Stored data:
*** Begin section ***

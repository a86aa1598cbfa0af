//! Fixed-width console table for screen results.

use crate::domain::aggregate::{ScreenResult, RESULT_COLUMNS};
use crate::domain::error::ScreenerError;
use crate::ports::report_port::ReportPort;
use std::io::Write;

/// Renders rows under the standard column headers. Numbers are printed with
/// two decimals; every column is right-aligned to its widest cell.
pub fn render_table(results: &[ScreenResult]) -> String {
    let rows: Vec<[String; 8]> = results
        .iter()
        .map(|r| {
            [
                r.ticker.clone(),
                format!("{:.2}", r.latest_price),
                format!("{:.2}", r.score),
                format!("{:.2}", r.ema50),
                format!("{:.2}", r.ema150),
                format!("{:.2}", r.high52w),
                format!("{:.2}", r.low52w),
                r.recommendation.clone(),
            ]
        })
        .collect();

    let mut widths: [usize; 8] = RESULT_COLUMNS.map(str::len);
    for row in &rows {
        for (w, cell) in widths.iter_mut().zip(row) {
            *w = (*w).max(cell.len());
        }
    }

    let format_line = |cells: &[&str]| -> String {
        cells
            .iter()
            .zip(widths)
            .map(|(cell, w)| format!("{:>w$}", cell, w = w))
            .collect::<Vec<_>>()
            .join("  ")
    };

    let mut out = format_line(&RESULT_COLUMNS);
    out.push('\n');
    for row in &rows {
        let cells: Vec<&str> = row.iter().map(String::as_str).collect();
        out.push_str(&format_line(&cells));
        out.push('\n');
    }
    out
}

/// Prints the table to stdout.
pub struct TableReportAdapter;

impl ReportPort for TableReportAdapter {
    fn write(&self, results: &[ScreenResult]) -> Result<(), ScreenerError> {
        let stdout = std::io::stdout();
        let mut handle = stdout.lock();
        handle.write_all(render_table(results).as_bytes())?;
        if results.is_empty() {
            writeln!(handle, "(no symbols admitted)")?;
        }
        handle.flush()?;
        Ok(())
    }
}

*** End section ***

> [The problem] A word-for-word restatement of the records above from the line containing "let mut handle = stdout.lock();" to their final line is all the answer should hold.

> [Response]
        let mut handle = stdout.lock();
        handle.write_all(render_table(results).as_bytes())?;
        if results.is_empty() {
            writeln!(handle, "(no symbols admitted)")?;
        }
        handle.flush()?;
        Ok(())
    }
}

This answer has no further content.